Xu Tao terkejut, "Jadi...?"

"Ya..." Liu Hongjiang mengangguk, tidak menjawab langsung... tapi Xu Tao sudah mengerti, kondisi Fang Wenda hari ini seharusnya sudah ia sadari sejak lama, tapi ia terbuai keuntungan besar jangka pendek dan pasar Kota Jiang yang luas, merasa selama sayurnya bisa diproduksi, dipanen, diangkut tepat waktu, pemasaran tidak akan jadi masalah.

Padahal pasar terus berubah, kebutuhan orang juga berubah.
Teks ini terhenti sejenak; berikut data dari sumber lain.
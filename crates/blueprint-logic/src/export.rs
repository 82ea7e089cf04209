//! Output contract handed to renderers and the conditioning-image stage.
//!
//! The grid encoding is fixed: `0` empty, `room_id + 1` room, `-1` doorway.
//! Downstream consumers tell walls, rooms and doors apart by sign and
//! magnitude alone, so nothing here may change it.

use std::collections::BTreeMap;

use serde::{Deserialize, Serialize};

use crate::constants::RoomType;
use crate::error::Result;
use crate::grid::PlacementGrid;
use crate::placement::{Placement, Rect};
use crate::rooms::RoomSpec;

/// Placement and display metadata for one room.
#[derive(Debug, Clone, PartialEq, Serialize, Deserialize)]
pub struct RoomPosition {
    pub id: usize,
    pub name: String,
    #[serde(rename = "type")]
    pub room_type: RoomType,
    pub x: usize,
    pub y: usize,
    pub width: usize,
    pub height: usize,
    pub color: String,
}

impl RoomPosition {
    pub fn rect(&self) -> Rect {
        Rect {
            x: self.x,
            y: self.y,
            width: self.width,
            height: self.height,
        }
    }
}

#[derive(Debug, Clone, PartialEq, Serialize, Deserialize)]
pub struct LayoutResult {
    /// `[row][col]` cells with doorways applied.
    pub grid: Vec<Vec<i32>>,
    /// Keyed by room id.
    pub room_positions: BTreeMap<usize, RoomPosition>,
    /// `(width, height)` in cells after compaction.
    pub grid_size: (usize, usize),
    /// Square feet per cell.
    pub cell_size: f64,
    /// Room specs in id order.
    pub rooms: Vec<RoomSpec>,
}

impl LayoutResult {
    /// Assemble the contract from a finished placement and its door-marked grid.
    pub fn assemble(placement: &Placement, grid: &PlacementGrid, cell_size: f64) -> Self {
        let room_positions = placement
            .rooms
            .iter()
            .map(|r| {
                let position = RoomPosition {
                    id: r.spec.id,
                    name: r.spec.name.clone(),
                    room_type: r.spec.room_type.clone(),
                    x: r.x,
                    y: r.y,
                    width: r.spec.width,
                    height: r.spec.height,
                    color: r.spec.room_type.color().to_string(),
                };
                (r.spec.id, position)
            })
            .collect();

        Self {
            grid: grid.to_rows(),
            room_positions,
            grid_size: placement.grid_size,
            cell_size,
            rooms: placement.rooms.iter().map(|r| r.spec.clone()).collect(),
        }
    }

    pub fn width(&self) -> usize {
        self.grid_size.0
    }

    pub fn height(&self) -> usize {
        self.grid_size.1
    }

    /// The grid as a [`PlacementGrid`]. None if the rows are ragged.
    pub fn to_grid(&self) -> Option<PlacementGrid> {
        PlacementGrid::from_rows(&self.grid)
    }

    pub fn to_json_pretty(&self) -> Result<String> {
        Ok(serde_json::to_string_pretty(self)?)
    }

    pub fn from_json(json: &str) -> Result<Self> {
        Ok(serde_json::from_str(json)?)
    }
}

#[cfg(test)]
mod tests {
    use super::*;
    use crate::placement::PlacedRoom;

    fn sample() -> LayoutResult {
        let spec = |id: usize, t: &str, w: usize, h: usize| RoomSpec {
            id,
            room_type: RoomType::from(t),
            name: t.to_string(),
            width: w,
            height: h,
            grid_cells: w * h,
            target_cells: w * h,
            approx_sqft: (w * h * 20) as f64,
        };
        let placement = Placement {
            rooms: vec![
                PlacedRoom {
                    spec: spec(0, "living room", 3, 2),
                    x: 0,
                    y: 0,
                },
                PlacedRoom {
                    spec: spec(1, "wine cellar", 2, 2),
                    x: 3,
                    y: 0,
                },
            ],
            order: vec![0, 1],
            grid_size: (5, 2),
        };
        let mut grid = placement.to_grid();
        grid.set(3, 1, -1);
        LayoutResult::assemble(&placement, &grid, 20.0)
    }

    #[test]
    fn test_assemble_fills_positions_and_colors() {
        let result = sample();
        assert_eq!(result.room_positions.len(), 2);
        assert_eq!(result.room_positions[&0].color, "#D7FFD7");
        assert_eq!(result.room_positions[&1].color, "#FFFFFF");
        assert_eq!(result.room_positions[&1].x, 3);
        assert_eq!(result.grid, vec![vec![1, 1, 1, 2, 2], vec![1, 1, 1, -1, 2]]);
        assert_eq!(result.rooms.len(), 2);
    }

    #[test]
    fn test_json_contract_shape() {
        let json = sample().to_json_pretty().unwrap();
        let value: serde_json::Value = serde_json::from_str(&json).unwrap();
        assert_eq!(value["grid_size"], serde_json::json!([5, 2]));
        assert_eq!(value["cell_size"], serde_json::json!(20.0));
        assert_eq!(value["room_positions"]["0"]["type"], "living room");
        assert_eq!(value["room_positions"]["1"]["name"], "wine cellar");
        assert_eq!(value["grid"][1][3], -1);
        assert_eq!(value["rooms"][0]["type"], "living room");
    }

    #[test]
    fn test_json_reads_back() {
        let result = sample();
        let back = LayoutResult::from_json(&result.to_json_pretty().unwrap()).unwrap();
        assert_eq!(back, result);
    }
}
Jika tidak mau berubah, akan ada yang mengajarkan perubahan... Fang Wenda sekarang benar-benar diajari oleh pasar, juga oleh Liao Tiancheng.

"Awalnya ini didorong oleh Sekretaris Liao, tapi beliau sudah masuk penjara... Jadi, urusan ini jatuh ke Kepala Desa Zhao, tapi Kepala Zhao tidak terlalu peduli dengan basis sayur..."
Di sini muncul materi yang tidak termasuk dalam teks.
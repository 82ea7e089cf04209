//! Errors surfaced by the layout pipeline.

use thiserror::Error;

/// Fatal layout errors. Per-edge doorway problems are not errors; they are
/// recorded in the door report and the edge is skipped.
#[derive(Debug, Error)]
pub enum LayoutError {
    #[error("invalid room spec for '{room_type}': {reason}")]
    InvalidRoomSpec { room_type: String, reason: String },

    #[error("adjacency graph still has {components} components after repair")]
    DisconnectedGraphUnrepairable { components: usize },

    #[error("no free {width}x{height} slot for room #{room_id} ('{name}') on a {grid_width}x{grid_height} grid")]
    PlacementExhausted {
        room_id: usize,
        name: String,
        width: usize,
        height: usize,
        grid_width: usize,
        grid_height: usize,
    },

    #[error("invalid layout config: {0}")]
    InvalidConfig(String),

    #[error("json error: {0}")]
    Json(#[from] serde_json::Error),
}

pub type Result<T> = std::result::Result<T, LayoutError>;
Desa menginginkan basis sayur itu sendiri, tapi Xu Tao menginginkan Fang Wenda!

Lebih tepatnya, uang yang didapat Fang Wenda selama bertahun-tahun mengelola basis sayur... Pabrik sayur kering, di banyak tempat bahkan tidak dianggap sebagai usaha yang layak, tapi bagi Desa Nanwan, itu adalah industri pertama yang nyata!

Ini...

Xu Tao mulai tergoda.

Liu Hongjiang berkata saat itu, "Xu, urusan ini jangan terlalu kau pikirkan dulu. Yang paling penting sekarang adalah menghadapi tim pemeriksa dari kabupaten. Meski disebut tim pemeriksa... sebenarnya mereka hanya memeriksa pekerjaan kita, kalau ada kesalahan sedikit saja, pasti kena masalah..."
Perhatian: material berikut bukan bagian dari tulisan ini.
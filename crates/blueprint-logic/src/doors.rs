//! Doorway insertion on shared walls.
//!
//! Walks the adjacency edges heaviest first and, for each pair of rooms that
//! ended up wall-adjacent, marks one cell at the middle of the shared wall as
//! a doorway. Light edges (repair links) never get a door, and each room is
//! capped at a few doors unless a hallway is involved.

use std::collections::HashMap;

use serde::Serialize;

use crate::config::LayoutConfig;
use crate::constants::{cells, RoomType};
use crate::graph::{AdjacencyGraph, Edge};
use crate::grid::PlacementGrid;
use crate::placement::PlacedRoom;

/// A doorway marked on the grid.
#[derive(Debug, Clone, Copy, PartialEq, Eq, Serialize)]
pub struct Doorway {
    pub room_a: usize,
    pub room_b: usize,
    pub x: usize,
    pub y: usize,
    pub weight: u32,
}

/// Why an edge got no doorway.
#[derive(Debug, Clone, Copy, PartialEq, Eq, Serialize)]
pub enum DoorSkip {
    /// The rooms share no wall segment.
    NotAdjacent,
    /// The cells flanking the wall midpoint no longer belong to the pair.
    GeometryMismatch,
    /// Both rooms are non-hallways and one already has its quota.
    CapReached,
}

#[derive(Debug, Clone, Copy, PartialEq, Eq, Serialize)]
pub struct SkippedEdge {
    pub edge: Edge,
    pub reason: DoorSkip,
}

/// Outcome of doorway insertion. The grid itself carries the doorways; this
/// is the audit trail.
#[derive(Debug, Clone, Default, Serialize)]
pub struct DoorReport {
    pub doorways: Vec<Doorway>,
    pub skipped: Vec<SkippedEdge>,
}

impl DoorReport {
    /// Doors touching `room_id`.
    pub fn door_count(&self, room_id: usize) -> usize {
        self.doorways
            .iter()
            .filter(|d| d.room_a == room_id || d.room_b == room_id)
            .count()
    }
}

/// Edges eligible for doors, heaviest first; ties by `(a, b)`.
pub fn door_candidates(graph: &AdjacencyGraph, min_weight: u32) -> Vec<Edge> {
    let mut edges: Vec<Edge> = graph
        .edges()
        .into_iter()
        .filter(|e| e.weight >= min_weight)
        .collect();
    edges.sort_by(|x, y| y.weight.cmp(&x.weight).then((x.a, x.b).cmp(&(y.a, y.b))));
    edges
}

/// Mark doorways in `grid` for every eligible, wall-adjacent edge.
pub fn insert_doorways(
    grid: &mut PlacementGrid,
    rooms: &[PlacedRoom],
    graph: &AdjacencyGraph,
    config: &LayoutConfig,
) -> DoorReport {
    let by_id: HashMap<usize, &PlacedRoom> = rooms.iter().map(|r| (r.spec.id, r)).collect();
    let mut door_counts: HashMap<usize, u32> = HashMap::new();
    let mut report = DoorReport::default();

    for edge in door_candidates(graph, config.min_door_weight) {
        let (Some(a), Some(b)) = (by_id.get(&edge.a), by_id.get(&edge.b)) else {
            continue;
        };

        let (x, y) = match door_cell(grid, a, b) {
            Ok(cell) => cell,
            Err(reason) => {
                log::debug!(
                    "No door for #{}–#{} (weight {}): {:?}",
                    edge.a,
                    edge.b,
                    edge.weight,
                    reason
                );
                report.skipped.push(SkippedEdge { edge, reason });
                continue;
            }
        };

        let involves_hallway =
            a.spec.room_type == RoomType::Hallway || b.spec.room_type == RoomType::Hallway;
        let count_a = door_counts.get(&edge.a).copied().unwrap_or(0);
        let count_b = door_counts.get(&edge.b).copied().unwrap_or(0);
        let under_cap = count_a < config.max_doors_per_room && count_b < config.max_doors_per_room;
        if !(involves_hallway || under_cap) {
            report.skipped.push(SkippedEdge {
                edge,
                reason: DoorSkip::CapReached,
            });
            continue;
        }

        grid.set(x, y, cells::DOORWAY);
        *door_counts.entry(edge.a).or_insert(0) += 1;
        *door_counts.entry(edge.b).or_insert(0) += 1;
        report.doorways.push(Doorway {
            room_a: edge.a,
            room_b: edge.b,
            x,
            y,
            weight: edge.weight,
        });
    }

    log::debug!(
        "Inserted {} doorways, skipped {} edges",
        report.doorways.len(),
        report.skipped.len()
    );
    report
}

/// Pick the door cell for a wall-adjacent pair.
///
/// The door goes on the middle of the shared wall, in the entrance cell of
/// whichever room lies to the right or below. Both flanking cells must still
/// hold their room's value.
fn door_cell(
    grid: &PlacementGrid,
    a: &PlacedRoom,
    b: &PlacedRoom,
) -> Result<(usize, usize), DoorSkip> {
    let ra = a.rect();
    let rb = b.rect();
    let va = cells::room_value(a.spec.id);
    let vb = cells::room_value(b.spec.id);

    let rows = (ra.y.max(rb.y), ra.bottom().min(rb.bottom()));
    let cols = (ra.x.max(rb.x), ra.right().min(rb.right()));

    // (inside-a cell, inside-b cell, door cell) for the first side that fits
    let flanks = if ra.right() == rb.x && rows.1 > rows.0 {
        let y = midpoint(rows);
        ((ra.right() - 1, y), (rb.x, y), (rb.x, y))
    } else if rb.right() == ra.x && rows.1 > rows.0 {
        let y = midpoint(rows);
        ((ra.x, y), (rb.right() - 1, y), (ra.x, y))
    } else if ra.bottom() == rb.y && cols.1 > cols.0 {
        let x = midpoint(cols);
        ((x, ra.bottom() - 1), (x, rb.y), (x, rb.y))
    } else if rb.bottom() == ra.y && cols.1 > cols.0 {
        let x = midpoint(cols);
        ((x, ra.y), (x, rb.bottom() - 1), (x, ra.y))
    } else {
        return Err(DoorSkip::NotAdjacent);
    };

    let ((ax, ay), (bx, by), door) = flanks;
    if grid.get(ax, ay) == Some(va) && grid.get(bx, by) == Some(vb) {
        Ok(door)
    } else {
        Err(DoorSkip::GeometryMismatch)
    }
}

fn midpoint((lo, hi): (usize, usize)) -> usize {
    lo + (hi - lo) / 2
}

#[cfg(test)]
mod tests {
    use super::*;
    use crate::constants::weights;
    use crate::placement::Placement;
    use crate::rooms::RoomSpec;

    fn room(id: usize, room_type: &str, x: usize, y: usize, w: usize, h: usize) -> PlacedRoom {
        PlacedRoom {
            spec: RoomSpec {
                id,
                room_type: RoomType::from(room_type),
                name: room_type.to_string(),
                width: w,
                height: h,
                grid_cells: w * h,
                target_cells: w * h,
                approx_sqft: (w * h) as f64 * 20.0,
            },
            x,
            y,
        }
    }

    fn graph_for(rooms: &[PlacedRoom], edges: &[(usize, usize, u32)]) -> AdjacencyGraph {
        let mut g = AdjacencyGraph::new();
        for r in rooms {
            g.add_node(r.spec.room_type.clone());
        }
        for &(a, b, w) in edges {
            g.set_edge(a, b, w);
        }
        g
    }

    fn grid_for(rooms: &[PlacedRoom]) -> PlacementGrid {
        let width = rooms.iter().map(|r| r.rect().right()).max().unwrap();
        let height = rooms.iter().map(|r| r.rect().bottom()).max().unwrap();
        Placement {
            rooms: rooms.to_vec(),
            order: rooms.iter().map(|r| r.spec.id).collect(),
            grid_size: (width, height),
        }
        .to_grid()
    }

    #[test]
    fn test_door_on_vertical_wall_enters_right_room() {
        let rooms = vec![room(0, "living room", 0, 0, 4, 4), room(1, "bedroom", 4, 1, 3, 2)];
        let graph = graph_for(&rooms, &[(0, 1, weights::FORCED)]);
        let mut grid = grid_for(&rooms);
        let report = insert_doorways(&mut grid, &rooms, &graph, &LayoutConfig::default());

        assert_eq!(report.doorways.len(), 1);
        // shared rows 1..3 → midpoint 2, door in bedroom's first column
        assert_eq!((report.doorways[0].x, report.doorways[0].y), (4, 2));
        assert_eq!(grid.get(4, 2), Some(cells::DOORWAY));
        assert_eq!(grid.count(cells::DOORWAY), 1);
    }

    #[test]
    fn test_door_when_second_room_is_left() {
        let rooms = vec![room(0, "kitchen", 3, 0, 3, 3), room(1, "dining room", 0, 0, 3, 3)];
        let graph = graph_for(&rooms, &[(0, 1, weights::COMMON)]);
        let mut grid = grid_for(&rooms);
        let report = insert_doorways(&mut grid, &rooms, &graph, &LayoutConfig::default());
        assert_eq!((report.doorways[0].x, report.doorways[0].y), (3, 1));
    }

    #[test]
    fn test_door_on_horizontal_wall() {
        let rooms = vec![room(0, "kitchen", 0, 0, 4, 2), room(1, "dining room", 1, 2, 2, 2)];
        let graph = graph_for(&rooms, &[(0, 1, weights::COMMON)]);
        let mut grid = grid_for(&rooms);
        let report = insert_doorways(&mut grid, &rooms, &graph, &LayoutConfig::default());
        // shared cols 1..3 → midpoint 2, door in dining room's top row
        assert_eq!((report.doorways[0].x, report.doorways[0].y), (2, 2));
    }

    #[test]
    fn test_repair_edges_get_no_door() {
        let rooms = vec![room(0, "garage", 0, 0, 3, 3), room(1, "entryway", 3, 0, 3, 3)];
        let graph = graph_for(&rooms, &[(0, 1, weights::REPAIR)]);
        let mut grid = grid_for(&rooms);
        let report = insert_doorways(&mut grid, &rooms, &graph, &LayoutConfig::default());
        assert!(report.doorways.is_empty());
        assert!(report.skipped.is_empty(), "below-threshold edges are not candidates");
        assert_eq!(grid.count(cells::DOORWAY), 0);
    }

    #[test]
    fn test_distant_rooms_skipped() {
        let rooms = vec![room(0, "kitchen", 0, 0, 2, 2), room(1, "dining room", 4, 0, 2, 2)];
        let graph = graph_for(&rooms, &[(0, 1, weights::COMMON)]);
        let mut grid = grid_for(&rooms);
        let report = insert_doorways(&mut grid, &rooms, &graph, &LayoutConfig::default());
        assert_eq!(report.skipped[0].reason, DoorSkip::NotAdjacent);
    }

    #[test]
    fn test_corner_contact_is_not_adjacent() {
        let rooms = vec![room(0, "kitchen", 0, 0, 2, 2), room(1, "dining room", 2, 2, 2, 2)];
        let graph = graph_for(&rooms, &[(0, 1, weights::COMMON)]);
        let mut grid = grid_for(&rooms);
        let report = insert_doorways(&mut grid, &rooms, &graph, &LayoutConfig::default());
        assert!(report.doorways.is_empty());
    }

    #[test]
    fn test_stale_flank_is_geometry_mismatch() {
        let rooms = vec![room(0, "kitchen", 0, 0, 2, 2), room(1, "dining room", 2, 0, 2, 2)];
        let graph = graph_for(&rooms, &[(0, 1, weights::COMMON)]);
        let mut grid = grid_for(&rooms);
        grid.set(2, 1, cells::DOORWAY);
        let report = insert_doorways(&mut grid, &rooms, &graph, &LayoutConfig::default());
        assert!(report.doorways.is_empty());
        assert_eq!(report.skipped[0].reason, DoorSkip::GeometryMismatch);
    }

    #[test]
    fn test_heaviest_edges_win_the_cap() {
        // Living room in the middle with four neighbors; the weakest loses.
        let rooms = vec![
            room(0, "living room", 2, 2, 2, 2),
            room(1, "bedroom", 0, 2, 2, 2),
            room(2, "bedroom", 4, 2, 2, 2),
            room(3, "dining room", 2, 0, 2, 2),
            room(4, "entryway", 2, 4, 2, 2),
        ];
        let graph = graph_for(
            &rooms,
            &[(0, 1, 20), (0, 2, 20), (0, 3, 10), (0, 4, 5)],
        );
        let mut grid = grid_for(&rooms);
        let report = insert_doorways(&mut grid, &rooms, &graph, &LayoutConfig::default());
        assert_eq!(report.door_count(0), 3);
        assert_eq!(report.skipped.len(), 1);
        assert_eq!(report.skipped[0].edge.b, 4);
        assert_eq!(report.skipped[0].reason, DoorSkip::CapReached);
    }

    #[test]
    fn test_hallway_is_uncapped() {
        let rooms = vec![
            room(0, "hallway", 2, 2, 2, 2),
            room(1, "bedroom", 0, 2, 2, 2),
            room(2, "bedroom", 4, 2, 2, 2),
            room(3, "bedroom", 2, 0, 2, 2),
            room(4, "bathroom", 2, 4, 2, 2),
        ];
        let graph = graph_for(
            &rooms,
            &[(0, 1, 15), (0, 2, 15), (0, 3, 15), (0, 4, 10)],
        );
        let mut grid = grid_for(&rooms);
        let report = insert_doorways(&mut grid, &rooms, &graph, &LayoutConfig::default());
        assert_eq!(report.door_count(0), 4);
        assert!(report.skipped.is_empty());
    }

    #[test]
    fn test_candidates_sorted_heaviest_first() {
        let rooms = vec![
            room(0, "kitchen", 0, 0, 2, 2),
            room(1, "dining room", 2, 0, 2, 2),
            room(2, "living room", 4, 0, 2, 2),
        ];
        let graph = graph_for(&rooms, &[(0, 1, 5), (1, 2, 20), (0, 2, 1)]);
        let edges = door_candidates(&graph, 3);
        let weights: Vec<u32> = edges.iter().map(|e| e.weight).collect();
        assert_eq!(weights, vec![20, 5]);
    }
}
Liu Hongjiang tidak bicara lebih banyak, tapi Xu Tao sudah tahu.

Kabupaten Yunxi memeriksa pekerjaan Desa Jincheng, itu wajar... Tapi kalau tim pemeriksa sudah punya prasangka sejak awal, bagi Desa Jincheng itu bisa jadi mimpi buruk.

Pejabat di atas, menekan yang di bawah.

"Baik, Kepala Liu... Kalau Kepala Zhao memanggil saya untuk membantu, saya pasti tidak akan mengecewakan harapan beliau!" Xu Tao berkata dengan sangat baik, dan Liu Hongjiang menanggapi sambil tertawa, "Memanggilmu bukan untuk menulis laporan!"

"Ambil ini!" katanya, seraya menyerahkan setumpuk dokumen.

Ia menatap Xu Tao dan berkata, "Ini dokumen-dokumen kerja utama desa beberapa tahun terakhir, tugasmu sekarang adalah memahami file dan isinya!"

"Soal menulis, biarkan orang lain saja! Tidak perlu cari tempat khusus... kerjakan di kantor saya! Usahakan pahami sebanyak mungkin, supaya saat pemeriksaan nanti... tidak sampai bingung kalau ditanya."